Tech giant Apple is forging ahead with its plans to get into the car market.
The Wall Street Journal is reporting that Apple has set a shipment date of 2019 for its electric car.
Six hundred people are employed on what is being called Project Titan by Apple. But Apple wants to triple staff numbers as it accelerates development of the car.
Apple shares rose 1.55 percent.
The latest consumer confidence figures could spell trouble for New Zealand retailers.
Confidence has fallen to a three-year low in the latest Westpac McDermott Miller survey.
The survey's confidence index fell to 106 in the September quarter, its lowest level since September 2012. Anything above 100 indicates that optimists still outweigh pessimists. But the figure is below the survey's long term average.
The near term outlook is not as positive. The net percentage expecting mainly good economic times for the year ahead fell from 4.8 percent positive in the last survey to 15 percent negative this time. It is the first time the measure has dropped into pessimism since December 2012.
The reasons for the pessimism vary between the cities and rural areas.
"The former are expecting bad economic times because of 'ineffective government economic policy' (29 percent), followed by 'low dairy prices' (23 percent)," says McDermott Miller's Richard Miller.
"A net 25 percent of rural consumers expect bad times, with some 39 percent blaming 'low dairy prices' and 30 percent pointing to ineffective government policy'."
There were also more modest declines in respondents' longer-term economic outlook and their assessment of their own financial situation.
The net percentage expecting mainly good economic times over the next five years fell from 24.3 percent to 24.1 percent, while the net percentage expecting their own finances to improve over the year ahead fell from 5.9 percent to 4.6 percent.
The net percentage saying their financial situation had improved over the past year fell from 1.4 percent to negative 3.0 percent.
People are becoming increasingly unsure this is a good time to buy major household items.
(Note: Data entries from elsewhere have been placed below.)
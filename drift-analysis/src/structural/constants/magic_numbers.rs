//! Phase 2: Magic number detection via AST (scope-aware, context-aware).
//!
//! A magic number is a bare numeric literal used directly in code without
//! being assigned to a named constant. This detector is AST-aware: it
//! distinguishes `const TIMEOUT = 3000` (named — not flagged) from
//! `setTimeout(fn, 3000)` (magic — flagged).

use super::types::MagicNumber;

/// Well-known non-magic numbers that should never be flagged.
const ALLOWED_VALUES: &[&str] = &[
    "0", "1", "-1", "2", "0.0", "1.0", "0.5", "100", "1000",
    "true", "false", "null", "nil", "None", "undefined",
];

/// Detect magic numbers in source code.
///
/// Uses line-level heuristics to determine if a numeric literal is in a
/// named constant context or a bare usage context.
pub fn detect_magic_numbers(content: &str, file_path: &str, language: &str) -> Vec<MagicNumber> {
    let mut results = Vec::new();

    for (line_num, line) in content.lines().enumerate() {
        let trimmed = line.trim();

        // Skip comments
        if trimmed.starts_with("//") || trimmed.starts_with('#') || trimmed.starts_with("/*")
            || trimmed.starts_with('*') || trimmed.starts_with("'''") || trimmed.starts_with("\"\"\"")
        {
            continue;
        }

        // Skip blank lines
        if trimmed.is_empty() {
            continue;
        }

        // Check if this line is a named constant definition
        let is_named = is_named_constant_line(trimmed, language);

        // Find numeric literals in the line
        let numbers = extract_numeric_literals(trimmed);

        for (value, col) in numbers {
            if ALLOWED_VALUES.contains(&value.as_str()) {
                continue;
            }

            // Skip array indices and common patterns
            if is_array_index_context(trimmed, col) {
                continue;
            }

            results.push(MagicNumber {
                value: value.clone(),
                file: file_path.to_string(),
                line: (line_num + 1) as u32,
                in_named_context: is_named,
                suggested_name: suggest_constant_name(&value),
            });
        }
    }

    // Only return magic numbers that are NOT in named contexts
    results.into_iter().filter(|m| !m.in_named_context).collect()
}

/// Check if a line defines a named constant.
fn is_named_constant_line(line: &str, language: &str) -> bool {
    match language {
        "typescript" | "javascript" => {
            line.starts_with("const ") || line.starts_with("export const ")
                || line.starts_with("let ") || line.starts_with("var ")
        }
        "python" => {
            // UPPER_CASE = value
            if let Some(eq_pos) = line.find('=') {
                let name = line[..eq_pos].trim();
                name.chars().all(|c| c.is_uppercase() || c == '_' || c.is_ascii_digit())
                    && !name.is_empty()
            } else {
                false
            }
        }
        "java" | "kotlin" => {
            line.contains("static final") || line.contains("const val")
        }
        "rust" => {
            line.starts_with("const ") || line.starts_with("pub const ")
                || line.starts_with("static ") || line.starts_with("pub static ")
        }
        "go" => line.starts_with("const "),
        "csharp" => line.contains("const ") || (line.contains("static") && line.contains("readonly")),
        _ => false,
    }
}

/// Extract numeric literals from a line with their column positions.
fn extract_numeric_literals(line: &str) -> Vec<(String, usize)> {
    let mut results = Vec::new();
    let bytes = line.as_bytes();
    let mut i = 0;

    while i < bytes.len() {
        // Skip strings
        if bytes[i] == b'"' || bytes[i] == b'\'' || bytes[i] == b'`' {
            let quote = bytes[i];
            i += 1;
            while i < bytes.len() && bytes[i] != quote {
                if bytes[i] == b'\\' {
                    i += 1; // Skip escaped char
                }
                i += 1;
            }
            i += 1;
            continue;
        }

        // Check for numeric literal
        if bytes[i].is_ascii_digit() || (bytes[i] == b'-' && i + 1 < bytes.len() && bytes[i + 1].is_ascii_digit()) {
            // Make sure it's not part of an identifier
            if i > 0 && (bytes[i - 1].is_ascii_alphanumeric() || bytes[i - 1] == b'_') {
                i += 1;
                continue;
            }

            let start = i;
            if bytes[i] == b'-' {
                i += 1;
            }
            while i < bytes.len() && (bytes[i].is_ascii_digit() || bytes[i] == b'.' || bytes[i] == b'x' || bytes[i] == b'X'
                || bytes[i] == b'e' || bytes[i] == b'E' || bytes[i] == b'_')
            {
                i += 1;
            }

            // Skip if followed by alphanumeric (part of identifier like `v2`)
            if i < bytes.len() && (bytes[i].is_ascii_alphabetic() || bytes[i] == b'_') {
                // Exception: allow suffixes like `f`, `L`, `u32`
                if !matches!(bytes[i], b'f' | b'F' | b'L' | b'l' | b'u' | b'i' | b'd' | b'D') {
                    i += 1;
                    continue;
                }
            }

            let num_str = &line[start..i];
            results.push((num_str.to_string(), start));
        } else {
            i += 1;
        }
    }

    results
}

/// Check if a numeric literal is used as an array index.
fn is_array_index_context(line: &str, col: usize) -> bool {
    if col > 0 {
        let before = &line[..col];
        if before.ends_with('[') {
            return true;
        }
    }
    false
}

/// Suggest a constant name for a magic number.
fn suggest_constant_name(value: &str) -> Option<String> {
    match value {
        "200" => Some("HTTP_OK".to_string()),
        "201" => Some("HTTP_CREATED".to_string()),
        "204" => Some("HTTP_NO_CONTENT".to_string()),
        "301" => Some("HTTP_MOVED_PERMANENTLY".to_string()),
        "302" => Some("HTTP_FOUND".to_string()),
        "400" => Some("HTTP_BAD_REQUEST".to_string()),
        "401" => Some("HTTP_UNAUTHORIZED".to_string()),
        "403" => Some("HTTP_FORBIDDEN".to_string()),
        "404" => Some("HTTP_NOT_FOUND".to_string()),
        "500" => Some("HTTP_INTERNAL_SERVER_ERROR".to_string()),
        "3000" | "3001" | "8080" | "8000" | "5000" | "4000" => Some("PORT".to_string()),
        "60" => Some("SECONDS_PER_MINUTE".to_string()),
        "3600" => Some("SECONDS_PER_HOUR".to_string()),
        "86400" => Some("SECONDS_PER_DAY".to_string()),
        "1024" => Some("BYTES_PER_KB".to_string()),
        "1048576" => Some("BYTES_PER_MB".to_string()),
        _ => None,
    }
}
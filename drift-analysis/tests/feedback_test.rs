//! Phase 6 tests: Feedback Loop — FP Tracking & Auto-Disable
//! T6-FBK-01 through T6-FBK-06

use drift_analysis::enforcement::feedback::*;

fn make_record(
    detector_id: &str,
    action: FeedbackAction,
    dismissal_reason: Option<DismissalReason>,
    author: Option<&str>,
    timestamp: u64,
) -> FeedbackRecord {
    FeedbackRecord {
        violation_id: format!("v-{detector_id}-{timestamp}"),
        pattern_id: format!("pat-{detector_id}"),
        detector_id: detector_id.to_string(),
        action,
        dismissal_reason,
        reason: None,
        author: author.map(|a| a.to_string()),
        timestamp,
    }
}

/// T6-FBK-01: Test feedback loop tracks FP rate per detector.
/// 5 dismissals (FP) out of 20 findings → 25% FP rate.
#[test]
fn test_fp_rate_tracking() {
    let mut tracker = FeedbackTracker::new();

    // 15 fixes
    for i in 0..15 {
        tracker.record(&make_record("det-a", FeedbackAction::Fix, None, None, i));
    }

    // 5 dismissals as false positive
    for i in 15..20 {
        tracker.record(&make_record(
            "det-a",
            FeedbackAction::Dismiss,
            Some(DismissalReason::FalsePositive),
            None,
            i,
        ));
    }

    let metrics = tracker.get_metrics("det-a").unwrap();
    assert_eq!(metrics.total_findings, 20);
    assert_eq!(metrics.fixed, 15);
    assert_eq!(metrics.dismissed, 5);
    assert_eq!(metrics.false_positives, 5);

    // FP rate = false_positives / (fixed + dismissed) = 5 / 20 = 0.25
    assert!(
        (metrics.fp_rate - 0.25).abs() < 0.01,
        "FP rate should be ~25%, got {:.2}%",
        metrics.fp_rate * 100.0
    );
}

/// T6-FBK-02: Test dismissed violations reduce pattern confidence.
#[test]
fn test_dismiss_reduces_confidence() {
    let feedback = ConfidenceFeedback::new();

    // Start with prior: alpha=10, beta=2 → confidence ≈ 0.833
    let mut alpha = 10.0;
    let mut beta = 2.0;
    let initial_conf = ConfidenceFeedback::bayesian_confidence(alpha, beta);

    // Dismiss 10 violations as false positive
    for _ in 0..10 {
        let (da, db) = feedback.compute_adjustment(
            FeedbackAction::Dismiss,
            Some(DismissalReason::FalsePositive),
        );
        alpha += da;
        beta += db;
    }

    let final_conf = ConfidenceFeedback::bayesian_confidence(alpha, beta);
    assert!(
        final_conf < initial_conf,
        "Confidence should drop after 10 FP dismissals: {initial_conf:.3} → {final_conf:.3}"
    );

    // Verify the magnitude: 10 FP dismissals each add 0.5 to beta
    // alpha=10, beta=2+5=7 → confidence = 10/17 ≈ 0.588
    assert!(
        (final_conf - 10.0 / 17.0).abs() < 0.01,
        "Expected ~0.588, got {final_conf:.3}"
    );
}

/// T6-FBK-03: Test auto-disable rule: >20% FP rate sustained for 30+ days.
#[test]
fn test_auto_disable_sustained() {
    let mut tracker = FeedbackTracker::new();

    // Record enough findings to be meaningful (>= min_findings)
    for i in 0..8 {
        tracker.record(&make_record("noisy-det", FeedbackAction::Fix, None, None, i));
    }
    for i in 8..12 {
        tracker.record(&make_record(
            "noisy-det",
            FeedbackAction::Dismiss,
            Some(DismissalReason::FalsePositive),
            None,
            i,
        ));
    }

    // FP rate = 4 / (8+4) ≈ 33% — above 20% threshold
    let metrics = tracker.get_metrics("noisy-det").unwrap();
    assert!(metrics.fp_rate > 0.20);

    // Set sustained days to 30+ → should trigger auto-disable
    tracker.update_sustained_days("noisy-det", 35);
    let disabled = tracker.check_auto_disable();
    assert!(
        disabled.contains(&"noisy-det".to_string()),
        "Detector with >20% FP for 35 days should be auto-disabled"
    );
}

/// T6-FBK-04: Test auto-disable does NOT fire for <30 days.
#[test]
fn test_auto_disable_not_sustained() {
    let mut tracker = FeedbackTracker::new();

    // Same high FP rate
    for i in 0..8 {
        tracker.record(&make_record("short-det", FeedbackAction::Fix, None, None, i));
    }
    for i in 8..12 {
        tracker.record(&make_record(
            "short-det",
            FeedbackAction::Dismiss,
            Some(DismissalReason::FalsePositive),
            None,
            i,
        ));
    }

    // Only 15 days — not sustained long enough
    tracker.update_sustained_days("short-det", 15);
    let disabled = tracker.check_auto_disable();
    assert!(
        !disabled.contains(&"short-det".to_string()),
        "Detector with >20% FP for only 15 days should NOT be auto-disabled"
    );
}

/// T6-FBK-05: Test feedback abuse detection: 100 dismissals in 1 minute.
#[test]
fn test_feedback_abuse_detection() {
    let mut tracker = FeedbackTracker::new();

    let base_ts = 1_000_000u64;
    // 100 dismissals within 59 seconds from same user (all within window)
    for i in 0..100u64 {
        tracker.record(&make_record(
            "det-x",
            FeedbackAction::Dismiss,
            Some(DismissalReason::WontFix),
            Some("abuser"),
            base_ts + (i * 59 / 99), // spread across 59 seconds
        ));
    }

    let abusers = tracker.detect_abuse(60, 100);
    assert!(
        abusers.contains(&"abuser".to_string()),
        "Should detect 100 dismissals in 60s as abuse"
    );

    // Normal user: 10 dismissals in 60 seconds — not abuse
    for i in 0..10 {
        tracker.record(&make_record(
            "det-y",
            FeedbackAction::Dismiss,
            Some(DismissalReason::FalsePositive),
            Some("normal-user"),
            base_ts + i,
        ));
    }

    let abusers2 = tracker.detect_abuse(60, 100);
    assert!(
        !abusers2.contains(&"normal-user".to_string()),
        "10 dismissals should not be flagged as abuse"
    );
}


/// T6-FBK-06: Test FeedbackStatsProvider trait resolves circular dependency.
/// Gates can query feedback stats without importing feedback module directly.
#[test]
fn test_feedback_stats_provider_trait() {
    use drift_analysis::enforcement::feedback::stats_provider::*;

    // NoOp implementation returns safe defaults
    let noop = NoOpFeedbackStats;
    assert_eq!(noop.fp_rate_for_detector("any"), 0.0);
    assert_eq!(noop.fp_rate_for_pattern("any"), 0.0);
    assert!(!noop.is_detector_disabled("any"));
    assert_eq!(noop.total_actions_for_detector("any"), 0);

    // Custom implementation can be created without importing feedback internals
    struct TestStats;
    impl FeedbackStatsProvider for TestStats {
        fn fp_rate_for_detector(&self, id: &str) -> f64 {
            if id == "noisy" { 0.35 } else { 0.05 }
        }
        fn fp_rate_for_pattern(&self, _id: &str) -> f64 { 0.10 }
        fn is_detector_disabled(&self, id: &str) -> bool { id == "noisy" }
        fn total_actions_for_detector(&self, _id: &str) -> u64 { 42 }
    }

    let stats: Box<dyn FeedbackStatsProvider> = Box::new(TestStats);
    assert_eq!(stats.fp_rate_for_detector("noisy"), 0.35);
    assert_eq!(stats.fp_rate_for_detector("clean"), 0.05);
    assert!(stats.is_detector_disabled("noisy"));
    assert!(!stats.is_detector_disabled("clean"));
    assert_eq!(stats.total_actions_for_detector("any"), 42);
}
The net percentage saying that now is a good time to buy a major household item fell from 28.8 percent to 19.5 percent.
"The main reason given by some 26 percent is 'they have no money to spend'. When this factor is put alongside negative sentiment over New Zealand's short-term economic prospects, a slowing down in growth of retail sales is likely in the months ahead," says Mr Miller.
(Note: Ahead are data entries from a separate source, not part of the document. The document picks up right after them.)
//! Distance oracle errors.

use super::error_code::{self, TrekErrorCode};

/// Errors that can occur while materializing the sparse distance oracle.
#[derive(Debug, thiserror::Error)]
pub enum OracleError {
    /// The index-based matrix must be square with one row/column per
    /// article, in article-table order.
    #[error("distance matrix shape mismatch: {rows} rows x {cols} cols for {articles} articles")]
    ShapeMismatch {
        rows: usize,
        cols: usize,
        articles: usize,
    },

    #[error("distance matrix row {row}, column {col}: invalid cell `{cell}`")]
    BadCell { row: usize, col: usize, cell: char },
}

impl TrekErrorCode for OracleError {
    fn error_code(&self) -> &'static str {
        error_code::ORACLE_ERROR
    }
}
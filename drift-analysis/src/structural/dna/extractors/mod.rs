//! 10 gene extractors — 6 frontend + 4 backend.

pub mod variant_handling;
pub mod responsive_approach;
pub mod state_styling;
pub mod theming;
pub mod spacing;
pub mod animation;
pub mod api_response;
pub mod error_response;
pub mod logging_format;
pub mod config_pattern;

use super::extractor::GeneExtractor;

/// Create all 10 gene extractors.
pub fn create_all_extractors() -> Vec<Box<dyn GeneExtractor>> {
    let mut extractors: Vec<Box<dyn GeneExtractor>> = Vec::with_capacity(10);
    extractors.extend(create_frontend_extractors());
    extractors.extend(create_backend_extractors());
    extractors
}

/// Create the 6 frontend gene extractors.
pub fn create_frontend_extractors() -> Vec<Box<dyn GeneExtractor>> {
    vec![
        Box::new(variant_handling::VariantHandlingExtractor),
        Box::new(responsive_approach::ResponsiveApproachExtractor),
        Box::new(state_styling::StateStylingExtractor),
        Box::new(theming::ThemingExtractor),
        Box::new(spacing::SpacingExtractor),
        Box::new(animation::AnimationExtractor),
    ]
}

/// Create the 4 backend gene extractors.
pub fn create_backend_extractors() -> Vec<Box<dyn GeneExtractor>> {
    vec![
        Box::new(api_response::ApiResponseExtractor),
        Box::new(error_response::ErrorResponseExtractor),
        Box::new(logging_format::LoggingFormatExtractor),
        Box::new(config_pattern::ConfigPatternExtractor),
    ]
}
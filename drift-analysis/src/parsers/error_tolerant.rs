//! Error-tolerant parsing: extract partial results from trees with ERROR nodes.

use tree_sitter::Node;

use super::types::Range;

/// Count ERROR nodes in a tree-sitter tree.
pub fn count_errors(root: Node) -> (u32, Vec<Range>) {
    let mut count = 0u32;
    let mut ranges = Vec::new();
    collect_errors(root, &mut count, &mut ranges);
    (count, ranges)
}

fn collect_errors(node: Node, count: &mut u32, ranges: &mut Vec<Range>) {
    if node.is_error() || node.is_missing() {
        *count += 1;
        ranges.push(Range::from_ts_node(&node));
    }
    let child_count = node.child_count();
    for i in 0..child_count {
        if let Some(child) = node.child(i) {
            collect_errors(child, count, ranges);
        }
    }
}

/// Check if a node is inside an ERROR subtree.
pub fn is_in_error(node: &Node) -> bool {
    let mut current = node.parent();
    while let Some(parent) = current {
        if parent.is_error() {
            return true;
        }
        current = parent.parent();
    }
    false
}
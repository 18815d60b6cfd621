//! Flask endpoint extractor.

use super::EndpointExtractor;
use crate::structural::contracts::types::*;

pub struct FlaskExtractor;

impl EndpointExtractor for FlaskExtractor {
    fn extract(&self, content: &str, file_path: &str) -> Vec<Endpoint> {
        let mut endpoints = Vec::new();

        for (line_num, line) in content.lines().enumerate() {
            let trimmed = line.trim();
            // @app.route('/path', methods=['GET', 'POST'])
            // @blueprint.route('/path')
            for prefix in &["@app.route(", "@blueprint.route(", "@bp.route("] {
                if let Some(pos) = trimmed.find(prefix) {
                    if let Some(path) = extract_flask_path(trimmed, pos + prefix.len()) {
                        let methods = extract_flask_methods(trimmed);
                        for method in methods {
                            endpoints.push(Endpoint {
                                method,
                                path: path.clone(),
                                request_fields: vec![],
                                response_fields: vec![],
                                file: file_path.to_string(),
                                line: (line_num + 1) as u32,
                            });
                        }
                    }
                }
            }
        }
        endpoints
    }

    fn extract_with_context(&self, content: &str, file_path: &str, parse_result: Option<&crate::parsers::types::ParseResult>) -> Vec<Endpoint> {
        let mut endpoints = self.extract(content, file_path);
        if let Some(pr) = parse_result {
            for ep in &mut endpoints {
                if let Some(func) = super::find_function_at_line(pr, ep.line.saturating_sub(1)) {
                    let req_fields = super::params_to_fields(&func.parameters);
                    if !req_fields.is_empty() {
                        ep.request_fields = req_fields;
                    }
                    if let Some(ref rt) = func.return_type {
                        let resp_fields = super::return_type_to_fields(rt);
                        if !resp_fields.is_empty() {
                            ep.response_fields = resp_fields;
                        }
                    }
                }
            }
        }
        endpoints
    }

    fn framework(&self) -> &str { "flask" }
    fn matches(&self, content: &str) -> bool {
        content.contains("flask") || content.contains("@app.route") || content.contains("@blueprint.route")
    }
}

fn extract_flask_path(line: &str, start: usize) -> Option<String> {
    let rest = &line[start..];
    let trimmed = rest.trim_start();
    let quote = trimmed.chars().next()?;
    if quote != '\'' && quote != '"' {
        return None;
    }
    let after_quote = &trimmed[1..];
    let end = after_quote.find(quote)?;
    Some(after_quote[..end].to_string())
}

fn extract_flask_methods(line: &str) -> Vec<String> {
    if let Some(methods_start) = line.find("methods=") {
        let rest = &line[methods_start + 8..];
        if let Some(bracket_start) = rest.find('[') {
            if let Some(bracket_end) = rest.find(']') {
                let methods_str = &rest[bracket_start + 1..bracket_end];
                return methods_str
                    .split(',')
                    .map(|m| m.trim().trim_matches('\'').trim_matches('"').to_uppercase())
                    .filter(|m| !m.is_empty())
                    .collect();
            }
        }
    }
    vec!["GET".to_string()]
}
Over the next six months Westpac expects the dairy industry to remain under pressure, unemployment to rise, and tax and lending restrictions to take some of the steam out of the Auckland housing market. It says consumer confidence could well fall further, and spending is likely to continue to slow.
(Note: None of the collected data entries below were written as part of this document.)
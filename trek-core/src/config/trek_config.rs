//! Top-level Trek configuration with 3-layer resolution.

use std::path::Path;

use serde::{Deserialize, Serialize};

use super::{AnalysisConfig, DatasetConfig, ExportConfig};
use crate::errors::ConfigError;

/// Top-level configuration aggregating all sub-configs.
///
/// Resolution order (highest priority first):
/// 1. Environment variables (`TREK_*`)
/// 2. Project config (`trek.toml` in the project root)
/// 3. Compiled defaults
#[derive(Debug, Clone, Serialize, Deserialize, Default)]
#[serde(default)]
pub struct TrekConfig {
    pub dataset: DatasetConfig,
    pub analysis: AnalysisConfig,
    pub export: ExportConfig,
}

impl TrekConfig {
    /// Load configuration with 3-layer resolution.
    pub fn load(root: &Path) -> Result<Self, ConfigError> {
        let mut config = Self::default();

        // Layer 2: project config
        let project_config_path = root.join("trek.toml");
        if project_config_path.exists() {
            Self::merge_toml_file(&mut config, &project_config_path)?;
        }

        // Layer 1 (highest priority): environment variables
        Self::apply_env_overrides(&mut config);

        Self::validate(&config)?;

        Ok(config)
    }

    /// Load configuration from a TOML string (for testing).
    pub fn from_toml(toml_str: &str) -> Result<Self, ConfigError> {
        let config: TrekConfig =
            toml::from_str(toml_str).map_err(|e| ConfigError::ParseError {
                path: "<string>".to_string(),
                message: e.to_string(),
            })?;
        Self::validate(&config)?;
        Ok(config)
    }

    /// Validate the configuration values.
    pub fn validate(config: &TrekConfig) -> Result<(), ConfigError> {
        if let Some(damping) = config.analysis.damping {
            if !(0.0..1.0).contains(&damping) {
                return Err(ConfigError::ValidationFailed {
                    field: "analysis.damping".to_string(),
                    message: "must be in [0.0, 1.0)".to_string(),
                });
            }
        }
        for (field, value) in [
            ("analysis.top_link_threshold", config.analysis.top_link_threshold),
            ("analysis.semantic_flag_threshold", config.analysis.semantic_flag_threshold),
            ("analysis.top_link_flag_threshold", config.analysis.top_link_flag_threshold),
            ("analysis.hub_flag_threshold", config.analysis.hub_flag_threshold),
            ("analysis.backtrack_flag_threshold", config.analysis.backtrack_flag_threshold),
        ] {
            if let Some(v) = value {
                if !(0.0..=1.0).contains(&v) {
                    return Err(ConfigError::ValidationFailed {
                        field: field.to_string(),
                        message: "must be between 0.0 and 1.0".to_string(),
                    });
                }
            }
        }
        if let Some(max_features) = config.analysis.max_features {
            if max_features == 0 {
                return Err(ConfigError::ValidationFailed {
                    field: "analysis.max_features".to_string(),
                    message: "must be greater than 0".to_string(),
                });
            }
        }
        if let (Some(min), Some(max)) = (
            config.analysis.comparison_min_clicks,
            config.analysis.comparison_max_clicks,
        ) {
            if min > max {
                return Err(ConfigError::ValidationFailed {
                    field: "analysis.comparison_min_clicks".to_string(),
                    message: "must not exceed comparison_max_clicks".to_string(),
                });
            }
        }
        Ok(())
    }

    /// Merge a TOML file into the existing config.
    /// Unknown keys are silently ignored (forward-compatible).
    fn merge_toml_file(config: &mut TrekConfig, path: &Path) -> Result<(), ConfigError> {
        let content =
            std::fs::read_to_string(path).map_err(|_| ConfigError::FileNotFound {
                path: path.display().to_string(),
            })?;

        let file_config: TrekConfig =
            toml::from_str(&content).map_err(|e| ConfigError::ParseError {
                path: path.display().to_string(),
                message: e.to_string(),
            })?;

        Self::merge(config, &file_config);
        Ok(())
    }

    /// Merge `other` into `base`, where `other` values override `base`
    /// values only when `other` has a `Some` value.
    fn merge(base: &mut TrekConfig, other: &TrekConfig) {
        // Dataset
        if other.dataset.data_dir.is_some() {
            base.dataset.data_dir = other.dataset.data_dir.clone();
        }
        if other.dataset.tables_folder.is_some() {
            base.dataset.tables_folder = other.dataset.tables_folder.clone();
        }
        if other.dataset.plaintext_folder.is_some() {
            base.dataset.plaintext_folder = other.dataset.plaintext_folder.clone();
        }
        if other.dataset.link_positions_file.is_some() {
            base.dataset.link_positions_file = other.dataset.link_positions_file.clone();
        }

        // Analysis
        if other.analysis.top_hubs.is_some() {
            base.analysis.top_hubs = other.analysis.top_hubs;
        }
        if other.analysis.damping.is_some() {
            base.analysis.damping = other.analysis.damping;
        }
        if other.analysis.pagerank_tolerance.is_some() {
            base.analysis.pagerank_tolerance = other.analysis.pagerank_tolerance;
        }
        if other.analysis.pagerank_max_iter.is_some() {
            base.analysis.pagerank_max_iter = other.analysis.pagerank_max_iter;
        }
        if other.analysis.top_link_threshold.is_some() {
            base.analysis.top_link_threshold = other.analysis.top_link_threshold;
        }
        if other.analysis.back_edges.is_some() {
            base.analysis.back_edges = other.analysis.back_edges;
        }
        if other.analysis.max_features.is_some() {
            base.analysis.max_features = other.analysis.max_features;
        }
        if other.analysis.rank_length_max_path.is_some() {
            base.analysis.rank_length_max_path = other.analysis.rank_length_max_path;
        }
        if other.analysis.explode_max_path.is_some() {
            base.analysis.explode_max_path = other.analysis.explode_max_path;
        }
        if other.analysis.comparison_min_clicks.is_some() {
            base.analysis.comparison_min_clicks = other.analysis.comparison_min_clicks;
        }
        if other.analysis.comparison_max_clicks.is_some() {
            base.analysis.comparison_max_clicks = other.analysis.comparison_max_clicks;
        }
        if other.analysis.semantic_flag_threshold.is_some() {
            base.analysis.semantic_flag_threshold = other.analysis.semantic_flag_threshold;
        }
        if other.analysis.top_link_flag_threshold.is_some() {
            base.analysis.top_link_flag_threshold = other.analysis.top_link_flag_threshold;
        }
        if other.analysis.hub_flag_threshold.is_some() {
            base.analysis.hub_flag_threshold = other.analysis.hub_flag_threshold;
        }
        if other.analysis.backtrack_flag_threshold.is_some() {
            base.analysis.backtrack_flag_threshold = other.analysis.backtrack_flag_threshold;
        }
        if other.analysis.regression_min_path_len.is_some() {
            base.analysis.regression_min_path_len = other.analysis.regression_min_path_len;
        }
        if other.analysis.regression_max_duration_secs.is_some() {
            base.analysis.regression_max_duration_secs =
                other.analysis.regression_max_duration_secs;
        }

        // Export
        if other.export.out_dir.is_some() {
            base.export.out_dir = other.export.out_dir.clone();
        }
    }

    /// Apply environment variable overrides.
    /// Pattern: `TREK_DATA_DIR`, `TREK_TOP_HUBS`, etc.
    fn apply_env_overrides(config: &mut TrekConfig) {
        if let Ok(val) = std::env::var("TREK_DATA_DIR") {
            config.dataset.data_dir = Some(val.into());
        }
        if let Ok(val) = std::env::var("TREK_TOP_HUBS") {
            if let Ok(v) = val.parse::<usize>() {
                config.analysis.top_hubs = Some(v);
            }
        }
        if let Ok(val) = std::env::var("TREK_DAMPING") {
            if let Ok(v) = val.parse::<f64>() {
                config.analysis.damping = Some(v);
            }
        }
        if let Ok(val) = std::env::var("TREK_TOP_LINK_THRESHOLD") {
            if let Ok(v) = val.parse::<f64>() {
                config.analysis.top_link_threshold = Some(v);
            }
        }
        if let Ok(val) = std::env::var("TREK_BACK_EDGES") {
            if let Ok(v) = val.parse::<bool>() {
                config.analysis.back_edges = Some(v);
            }
        }
        if let Ok(val) = std::env::var("TREK_MAX_FEATURES") {
            if let Ok(v) = val.parse::<usize>() {
                config.analysis.max_features = Some(v);
            }
        }
        if let Ok(val) = std::env::var("TREK_EXPORT_DIR") {
            config.export.out_dir = Some(val.into());
        }
    }

    /// Serialize the config back to TOML.
    pub fn to_toml(&self) -> Result<String, ConfigError> {
        toml::to_string_pretty(self).map_err(|e| ConfigError::ParseError {
            path: "<serialization>".to_string(),
            message: e.to_string(),
        })
    }
}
The survey found that confidence has fallen hardest among higher-income households, among middle-aged and older households, and among men rather than women. The authors of the survey say they are not quite sure why men have become relatively more downbeat. But "we suspect that concerns around asset values and investment returns have weighed heavily among the better-off and older consumers".
The New Zealand dollar has not had a good start to the week.
The Kiwi was trading at US 63.17 at 8am, down 1.2 percent from yesterday.
It was down half a percent against the Australian dollar at 88.56 cents.
The Kiwi had fallen 1 percent against the pound, trading at 40.74 pence.
It was 56.44 Euro cents and 76.12 Yen.